Dopo 58 anni dalla prima stella, conquistata dalla Grande Inter di Helenio Herrera con Angelo Moratti come presidente, l’Inter della famiglia Zhang festeggia il 20° scudetto. A celebrarlo non poteva mancare Massimo Moratti, il presidente più vincente della storia nerazzurra con i suo 17 trofei fra cui proprio 5 campionati di Serie A e una Champions League.

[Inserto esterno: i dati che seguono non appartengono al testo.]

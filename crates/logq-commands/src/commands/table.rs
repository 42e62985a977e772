//! `table [offset=N] [limit=N] <name>`: the source of a chain.
//!
//! `start()` scans the bound `LogStorage` and pushes rows (or batches of
//! `batch_size` rows) downstream. Between records it polls its own status,
//! the downstream status and the query's head-stop request; when any says
//! stop, it leaves the loop and runs its own `eof()`.

use std::sync::Arc;

use logq_core::catalog::LogStorage;
use logq_core::id::TableId;
use logq_core::row::Row;
use logq_mem::RowBuffer;

use crate::command::{Command, CommandCore};
use crate::error::{CommandError, Result};
use crate::status::Status;

pub struct Table {
    core: CommandCore,
    table_name: String,
    offset: u64,
    limit: Option<u64>,
    batch_size: usize,
    table_id: Option<TableId>,
    storage: Option<Arc<dyn LogStorage>>,
    scanned: u64,
}

impl Table {
    pub fn new(table_name: impl Into<String>) -> Self {
        Self {
            core: CommandCore::new(),
            table_name: table_name.into(),
            offset: 0,
            limit: None,
            batch_size: 0,
            table_id: None,
            storage: None,
            scanned: 0,
        }
    }

    pub fn with_offset(mut self, offset: u64) -> Self {
        self.offset = offset;
        self
    }

    pub fn with_limit(mut self, limit: Option<u64>) -> Self {
        self.limit = limit;
        self
    }

    pub fn table_name(&self) -> &str {
        &self.table_name
    }

    pub fn offset(&self) -> u64 {
        self.offset
    }

    pub fn limit(&self) -> Option<u64> {
        self.limit
    }

    pub fn table_id(&self) -> Option<TableId> {
        self.table_id
    }

    pub fn set_table_id(&mut self, id: TableId) {
        self.table_id = Some(id);
    }

    pub fn set_storage(&mut self, storage: Arc<dyn LogStorage>) {
        self.storage = Some(storage);
    }

    /// Rows per pushed batch; `0` or `1` pushes rows one at a time.
    pub fn set_batch_size(&mut self, rows: usize) {
        self.batch_size = rows;
    }

    /// Records read from storage so far (including skipped ones).
    pub fn scanned(&self) -> u64 {
        self.scanned
    }

    fn should_stop(&self) -> bool {
        self.core.status() == Status::End
            || self.core.next_ended()
            || self
                .core
                .context()
                .map(|c| c.head_eof_requested())
                .unwrap_or(false)
    }

    fn scan(&mut self, storage: &dyn LogStorage) -> Result<()> {
        let mut cursor = storage.open(&self.table_name)?;
        let batching = self.batch_size > 1;
        let env = self.core.buffer_env();
        let mut batch = RowBuffer::new(&env);
        let mut skipped = 0u64;
        let mut emitted = 0u64;

        while !self.should_stop() {
            if self.limit.is_some_and(|limit| emitted >= limit) {
                break;
            }
            let Some(row) = cursor.next() else {
                break;
            };
            let row: Row = row?;
            self.scanned += 1;
            if skipped < self.offset {
                skipped += 1;
                continue;
            }
            emitted += 1;

            if batching {
                batch.push(row)?;
                if batch.len() >= self.batch_size {
                    let full = std::mem::replace(&mut batch, RowBuffer::new(&env));
                    self.core.write_batch(full)?;
                }
            } else {
                self.core.write(row)?;
            }
        }

        if batch.is_empty() {
            batch.close()?;
        } else {
            self.core.write_batch(batch)?;
        }
        tracing::debug!(table = %self.table_name, scanned = self.scanned, emitted, "table scan done");
        Ok(())
    }
}

impl Command for Table {
    fn name(&self) -> &'static str {
        "table"
    }

    fn core(&self) -> &CommandCore {
        &self.core
    }

    fn core_mut(&mut self) -> &mut CommandCore {
        &mut self.core
    }

    /// Rows pushed into a table (it is normally the head) pass through.
    fn push(&mut self, row: Row) -> Result<()> {
        self.core.write(row)
    }

    fn start(&mut self) -> Result<()> {
        let storage = self.storage.clone().ok_or_else(|| {
            CommandError::Exec(format!("table '{}' has no storage bound", self.table_name))
        })?;
        self.core.set_status(Status::Running);
        let scanned = self.scan(storage.as_ref());
        let ended = self.eof();
        scanned.and(ended)
    }

    fn describe(&self) -> String {
        let mut s = String::from("table");
        if self.offset > 0 {
            s.push_str(&format!(" offset={}", self.offset));
        }
        if let Some(limit) = self.limit {
            s.push_str(&format!(" limit={limit}"));
        }
        s.push(' ');
        s.push_str(&self.table_name);
        s
    }
}

#[cfg(test)]
mod tests {
    use super::*;
    use crate::command::testing::Collect;
    use logq_core::value::Value;
    use logq_io::MemoryLogStorage;

    fn storage(n: usize) -> Arc<dyn LogStorage> {
        let records: Vec<String> = (0..n).map(|i| format!("{i} user{i}")).collect();
        Arc::new(MemoryLogStorage::new().with_table("events", records))
    }

    #[test]
    fn scans_with_offset_and_limit() {
        let (collect, rows, eofs) = Collect::new();
        let mut table = Table::new("events").with_offset(2).with_limit(Some(3));
        table.set_storage(storage(10));
        table.set_next(Box::new(collect));

        table.start().unwrap();
        let rows = rows.lock().unwrap();
        assert_eq!(rows.len(), 3);
        assert_eq!(rows[0].raw(), Some("2 user2"));
        assert_eq!(table.core().push_count(), 3);
        assert_eq!(table.status(), Status::End);
        assert_eq!(eofs.load(std::sync::atomic::Ordering::SeqCst), 1);
    }

    #[test]
    fn batches_rows() {
        let (collect, rows, _) = Collect::new();
        let mut table = Table::new("events");
        table.set_storage(storage(7));
        table.set_batch_size(3);
        table.set_next(Box::new(collect));
        table.set_header(Some(logq_core::row::header_from_logformat("n user")));

        table.start().unwrap();
        let mut rows = rows.lock().unwrap();
        assert_eq!(rows.len(), 7);
        assert_eq!(table.core().push_count(), 7);
        let header = table.core().header().cloned();
        assert_eq!(
            rows[6].resolve(header.as_deref(), "user"),
            Some(&Value::str("user6"))
        );
    }

    #[test]
    fn unbound_or_unknown_table_fails() {
        let mut table = Table::new("events");
        assert!(matches!(table.start(), Err(CommandError::Exec(_))));

        let mut table = Table::new("missing");
        table.set_storage(storage(1));
        assert!(matches!(table.start(), Err(CommandError::Storage(_))));
        assert_eq!(table.status(), Status::End);
    }
}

E non poteva mancare qualche frecciatina verso chi sottolinea come gli scudetti in realtà siano solo 19 per l’Inter per via dell’assegnazione a tavolino di quello del 2006. Moratti risponde così a queste insinuazioni: «Senza tutto quello che sappiamo saremmo già a quota 25. Vincere la seconda stella nel derby? È sempre una partita speciale. E il match dell’andata aveva insegnato che se l’Inter gioca da Inter non c’è partita». Ha dichiarato Moratti al La Gazzetta dello Sport.

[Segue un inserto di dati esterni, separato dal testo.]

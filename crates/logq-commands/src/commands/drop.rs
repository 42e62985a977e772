//! `drop`: swallow every row.

use logq_core::row::Row;

use crate::command::{Command, CommandCore};
use crate::error::Result;

#[derive(Default)]
pub struct DropCmd {
    core: CommandCore,
    dropped: u64,
}

impl DropCmd {
    pub fn new() -> Self {
        Self::default()
    }

    pub fn dropped(&self) -> u64 {
        self.dropped
    }
}

impl Command for DropCmd {
    fn name(&self) -> &'static str {
        "drop"
    }

    fn core(&self) -> &CommandCore {
        &self.core
    }

    fn core_mut(&mut self) -> &mut CommandCore {
        &mut self.core
    }

    fn push(&mut self, _row: Row) -> Result<()> {
        self.dropped += 1;
        Ok(())
    }
}

#[cfg(test)]
mod tests {
    use super::*;
    use crate::command::testing::Collect;

    #[test]
    fn nothing_reaches_downstream() {
        let (collect, rows, _) = Collect::new();
        let mut drop = DropCmd::new();
        drop.set_next(Box::new(collect));
        for _ in 0..3 {
            drop.push(Row::from_raw("x")).unwrap();
        }
        drop.eof().unwrap();
        assert_eq!(drop.dropped(), 3);
        assert_eq!(drop.core().push_count(), 0);
        assert!(rows.lock().unwrap().is_empty());
    }
}
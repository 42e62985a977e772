use thiserror::Error;

use logq_commands::CommandError;
use logq_parser::QuerySyntaxError;

#[derive(Debug, Error)]
pub enum ExecError {
    #[error("syntax error: {0}")]
    Syntax(#[from] QuerySyntaxError),

    #[error("unknown table '{0}'")]
    UnknownTable(String),

    #[error("no metadata for table '{0}'")]
    Metadata(String),

    #[error(transparent)]
    Command(#[from] CommandError),

    #[error("spill setup: {0}")]
    Spill(#[from] logq_io::Error),

    #[error("query thread: {0}")]
    Thread(String),
}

Sulla stagione in generale e sul gioco espresso dalla squadra di Simone Inzaghi: «Per come sta in campo, questa Inter è abbastanza unica. Ti diverte sempre, non regala un calcio lento e noioso come fanno altre. Anche se un paragone tra epoche così lontane è impossibile, tanto che non ne ho mai fatti nemmeno tra i singoli giocatori di allora e di oggi, quello di Herrera per certi versi era il calcio più bello del mondo. Andava in porta con tre passaggi. È una stagione molto positiva. La seconda stella al termine di un campionato dominato mitiga la delusione della Champions, competizione crudele in cui si può andar fuori per un nulla. Delusioni che bisogna accettare. Pensiamo al City che col Real ha attaccato per 120 minuti ed è uscito. Uomo simbolo? Barella. Forse anche perché è il primo che viene in mente, essendo ovunque in campo. Ma è davvero di tutti, di Dimarco che è l’interismo fatto persona, di Calhanoglu e Mkhitaryan che hanno fatto una stagione stupenda, di Lautaro che è una forza della natura».

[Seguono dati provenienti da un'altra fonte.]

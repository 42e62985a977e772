use thiserror::Error;

/// Result type local to logq-mem.
pub type Result<T> = std::result::Result<T, Error>;

#[derive(Debug, Error)]
pub enum Error {
    #[error("memory budget exceeded for '{tag}': requested {requested} bytes, capacity {capacity}, used {used}")]
    BudgetExceeded {
        tag: &'static str,
        requested: usize,
        capacity: usize,
        used: usize,
    },

    #[error("spill storage error: {0}")]
    Storage(String),

    #[error("unsupported codec: {0}")]
    CodecUnsupported(String),

    #[error("codec error: {0}")]
    Codec(String),

    #[error("corrupt spill segment '{segment}': {reason}")]
    Corrupt { segment: String, reason: String },
}

impl From<serde_json::Error> for Error {
    fn from(e: serde_json::Error) -> Self {
        Error::Codec(format!("json: {e}"))
    }
}
//! Shared fixtures for the integration tests.

#![allow(dead_code)]

use std::sync::Arc;

use logq_core::catalog::LOGFORMAT_KEY;
use logq_core::prelude::*;
use logq_exec::{CollectRows, QueryReport, QueryService};
use logq_io::{CsvLookupTable, LookupTables, MemoryLogStorage, TableCatalog};

pub const EVENTS_FORMAT: &str = "_time user action bytes";

/// `n` access records, one second apart, cycling through three users.
pub fn events(n: usize) -> Vec<String> {
    let users = ["alice", "bob", "carol"];
    let actions = ["login", "read", "write", "logout"];
    (0..n)
        .map(|i| {
            format!(
                "{} {} {} {}",
                i as i64 * 1_000,
                users[i % users.len()],
                actions[i % actions.len()],
                (i % 10) * 100
            )
        })
        .collect()
}

pub fn config(spill_dir: &str) -> EngineConfig {
    EngineConfig {
        spill_dir: spill_dir.to_string(),
        ..EngineConfig::default()
    }
}

/// Service over an in-memory `events` table plus a `teams` lookup.
pub fn service(config: EngineConfig, records: Vec<String>) -> QueryService {
    let teams = CsvLookupTable::from_reader(
        "user,team,floor\nalice,infra,3\nbob,web,2\n".as_bytes(),
    )
    .expect("teams csv");
    QueryService::new(
        config,
        Arc::new(MemoryLogStorage::new().with_table("events", records)),
        Arc::new(
            TableCatalog::new()
                .with_table("events", TableMetadata::new().with(LOGFORMAT_KEY, EVENTS_FORMAT)),
        ),
        Arc::new(LookupTables::new().with("teams", Arc::new(teams))),
    )
}

pub fn run(svc: &QueryService, query: &str) -> (Vec<Row>, QueryReport) {
    let rows = CollectRows::new();
    let report = svc
        .run(query, Box::new(rows.clone()))
        .unwrap_or_else(|e| panic!("query `{query}` failed: {e}"));
    (rows.rows(), report)
}

pub fn str_field(row: &Row, field: &str) -> Option<String> {
    row.get(field).map(Value::to_string)
}

pub fn int_field(row: &Row, field: &str) -> Option<i64> {
    row.get(field).and_then(Value::as_i64)
}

Poi non poteva mancare un tuffo nel passato fino alla prima stella conquistata nel 1966: «È arrivata in un momento di grandi vittorie, in quei giorni avevamo vinto da pochi mesi l’Intercontinentale e perso la semifinale di Coppa Campioni contro il Real Madrid. Alzare trofei era abbastanza un’abitudine, anche se resta un’emozione meravigliosa».

Su quella squadra e sul rapporto con alcuni di quei calciatori: «Avevo un affetto speciale per Mario Corso, persona squisita e molto legata alla nostra famiglia. Oltre che calciatore straordinario. In quel campionato poi Facchetti segnò 10 reti, quasi tutte in partite importanti. Col Cipe poi si creò un rapporto ancora più speciale. Un vero amico che mi manca ancora tanto».